Let \(X_{1}, X_{2}, \ldots X_{n}\) be a random sample of size \(n\) from a distribution with probability density function
\[ f(x \mid \beta) = \frac{1}{2 \beta^3} x^2 e^{-x/\beta}, \quad x > 0, \ \beta > 0 \]
(a) Obtain the maximum likelihood estimator of \(\beta\), \(\hat{\beta}\). Calculate the estimate when
\[ x_{1} = 2.00, \ x_{2} = 4.00, \ x_{3} = 7.50, \ x_{4} = 3.00. \]
Solution:
We first obtain the likelihood by multiplying the probability density function for each \(X_i\).

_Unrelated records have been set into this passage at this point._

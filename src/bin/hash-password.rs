/// Print a bcrypt hash suitable for ADMIN_PASSWORD_HASH.
///
/// Usage: hash-password [--cost N] [PASSWORD]
///   Reads the password from stdin when it is not given as an argument.

use std::io::{self, BufRead};

use clap::Parser;
use jobtrail_api::services::password;

#[derive(Parser)]
#[command(name = "hash-password", about = "Hash a password for the jobtrail admin account")]
struct Args {
    /// bcrypt cost factor
    #[arg(long, default_value_t = bcrypt::DEFAULT_COST)]
    cost: u32,

    /// Password to hash (read from stdin if omitted)
    password: Option<String>,
}

fn main() -> anyhow::Result<()> {
    let args = Args::parse();

    let plaintext = match args.password {
        Some(p) => p,
        None => {
            let mut line = String::new();
            io::stdin().lock().read_line(&mut line)?;
            line.trim_end_matches(['\r', '\n']).to_string()
        }
    };

    if plaintext.is_empty() {
        anyhow::bail!("password must not be empty");
    }
    if !(password::MIN_COST..=31).contains(&args.cost) {
        anyhow::bail!("cost must be between {} and 31", password::MIN_COST);
    }

    println!("{}", password::hash_password(&plaintext, args.cost)?);
    Ok(())
}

We then simplify this expression.
\[ L(\beta) = \prod_{i = 1}^{n} f(x_i; \beta) = \prod_{i = 1}^{n} \frac{1}{2 \beta^3} x^2 e^{-x/\beta} = 2^{-n} \beta^{-3n} \left(\prod_{i = 1}^{n} x_i^2 \right) \exp\left({\frac{-\sum_{i = i}^{n} x_i}{\beta}}\right) \]
Instead of directly maximizing the likelihood, we instead maximize the log-likelihood.

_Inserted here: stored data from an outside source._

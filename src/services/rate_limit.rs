//! In-process fixed-window rate limiting.
//!
//! Each key gets a counter that lives for one window. The first request after
//! the window closes starts a fresh window with a count of one. A client can
//! therefore land up to `2 × limit` requests around a window boundary (the
//! tail of one window plus the head of the next); that is the accepted cost
//! of fixed windows over sliding ones.

use std::{
    collections::HashMap,
    sync::{Arc, Mutex},
};

use super::clock::Clock;

/// Table size at which inserting a new key first sweeps expired buckets.
pub const CLEANUP_THRESHOLD: usize = 5000;

#[derive(Debug, Clone, Copy, PartialEq, Eq)]
struct Bucket {
    count: u32,
    window_reset_at: i64,
}

#[derive(Debug, Clone, Copy, PartialEq, Eq)]
pub enum RateLimitDecision {
    Allow,
    Deny { retry_after_secs: u64 },
}

impl RateLimitDecision {
    pub fn is_allowed(&self) -> bool {
        matches!(self, RateLimitDecision::Allow)
    }
}

/// Limit and window for one scope of endpoints.
#[derive(Debug, Clone, Copy, PartialEq, Eq)]
pub struct RateLimitRule {
    pub scope: &'static str,
    pub limit: u32,
    pub window_ms: u64,
}

impl RateLimitRule {
    pub const fn new(scope: &'static str, limit: u32, window_secs: u64) -> Self {
        Self { scope, limit, window_ms: window_secs * 1000 }
    }

    /// `scope:identifier`
    pub fn key(&self, identifier: &str) -> String {
        format!("{}:{}", self.scope, identifier)
    }
}

/// One rule per guarded scope. Scopes never share buckets.
#[derive(Debug, Clone, Copy, PartialEq, Eq)]
pub struct RateLimitRules {
    pub login: RateLimitRule,
    pub register: RateLimitRule,
    pub change_password: RateLimitRule,
    pub admin_login: RateLimitRule,
    pub admin_settings: RateLimitRule,
    pub extension_token: RateLimitRule,
    pub extension_verify: RateLimitRule,
    pub extension_save_job: RateLimitRule,
}

impl Default for RateLimitRules {
    fn default() -> Self {
        Self {
            login: RateLimitRule::new("auth:login", 10, 15 * 60),
            register: RateLimitRule::new("auth:register", 5, 60 * 60),
            change_password: RateLimitRule::new("auth:change-password", 5, 15 * 60),
            admin_login: RateLimitRule::new("admin:login", 5, 15 * 60),
            admin_settings: RateLimitRule::new("admin:settings", 30, 60),
            extension_token: RateLimitRule::new("extension:token", 10, 60 * 60),
            extension_verify: RateLimitRule::new("extension:verify", 60, 60),
            extension_save_job: RateLimitRule::new("extension:save-job", 30, 60),
        }
    }
}

pub struct RateLimiter {
    buckets: Mutex<HashMap<String, Bucket>>,
    clock: Arc<dyn Clock>,
}

impl RateLimiter {
    pub fn new(clock: Arc<dyn Clock>) -> Self {
        Self {
            buckets: Mutex::new(HashMap::new()),
            clock,
        }
    }

    /// Count one request against `key` and decide whether it may proceed.
    ///
    /// The lookup, reset and increment happen under a single lock acquisition
    /// so concurrent callers on the same key never lose an update.
    pub fn check(&self, key: &str, limit: u32, window_ms: u64) -> RateLimitDecision {
        let now = self.clock.now_ms();
        let window_ms = i64::try_from(window_ms).unwrap_or(i64::MAX);
        // A poisoned lock only means another request panicked mid-check; the
        // map itself is still consistent.
        let mut buckets = self.buckets.lock().unwrap_or_else(|e| e.into_inner());

        if let Some(bucket) = buckets.get_mut(key) {
            if bucket.window_reset_at > now {
                if bucket.count < limit {
                    bucket.count += 1;
                    return RateLimitDecision::Allow;
                }
                return RateLimitDecision::Deny {
                    retry_after_secs: retry_after_secs(bucket.window_reset_at - now),
                };
            }
            *bucket = Bucket { count: 1, window_reset_at: now.saturating_add(window_ms) };
            return RateLimitDecision::Allow;
        }

        if buckets.len() >= CLEANUP_THRESHOLD {
            let before = buckets.len();
            buckets.retain(|_, b| b.window_reset_at > now);
            tracing::debug!(
                removed = before - buckets.len(),
                remaining = buckets.len(),
                "rate limiter swept expired buckets"
            );
        }

        buckets.insert(
            key.to_string(),
            Bucket { count: 1, window_reset_at: now.saturating_add(window_ms) },
        );
        crate::services::metrics::RATE_LIMIT_BUCKETS.set(buckets.len() as f64);
        RateLimitDecision::Allow
    }

    pub fn check_rule(&self, rule: &RateLimitRule, identifier: &str) -> RateLimitDecision {
        self.check(&rule.key(identifier), rule.limit, rule.window_ms)
    }

    /// Number of buckets currently held, expired ones included.
    pub fn len(&self) -> usize {
        self.buckets.lock().unwrap_or_else(|e| e.into_inner()).len()
    }

    pub fn is_empty(&self) -> bool {
        self.len() == 0
    }
}

fn retry_after_secs(remaining_ms: i64) -> u64 {
    let remaining_ms = remaining_ms.max(0) as u64;
    remaining_ms.div_ceil(1000).max(1)
}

\[ \log L(\beta) = -n \log 2 - 3n \log \beta + \sum_{i = i}^{n} \log x_i^2 - \frac{\sum_{i = i}^{n} x_i}{\beta} \]
To maximize this function, we take a derivative with respect to \(\beta\).
\[ \frac{d}{d\beta} \log L(\beta) = \frac{-3n}{\beta} + \frac{\sum_{i = i}^{n} x_i}{\beta^2} \]
We set this derivative equal to zero, then solve for \(\beta\).
\[ \frac{-3n}{\beta} + \frac{\sum_{i = i}^{n} x_i}{\beta^2} = 0 \]
Solving gives our estimator, which we denote with a hat.
\[ \boxed{\hat{\beta} = \frac{\sum_{i = i}^{n} x_i}{3n} = \frac{\bar{x}}{3}} \]
Using the given data, we obtain an estimate.
\[ \hat{\beta} = \frac{2.00 + 4.00 + 7.50 + 3.00}{3 \cdot 4} = \boxed{1.375} \]
(We should also verify that this point is a maxmimum, which is omitted here.)
(b) Obtain the method of moments estimator of \(\beta\), \(\tilde{\beta}\). Calculate the estimate when
\[ x_{1} = 2.00, \ x_{2} = 4.00, \ x_{3} = 7.50, \ x_{4} = 3.00. \]
Solution:
We first obtain the first population moment. Notice the integration is done by identifying the form of the integral is that of the third moment of an exponential distribution.
\[ \text{E}[X] = \int_{0}^{\infty} x \cdot \frac{1}{2 \beta^3} x^2 e^{-x/\beta} dx = \frac{1}{2\beta^2}\int_{0}^{\infty} \frac{x^3}{\beta} e^{-x/\beta} dx = \frac{1}{2\beta^2}(6\beta^3) = 3\beta \]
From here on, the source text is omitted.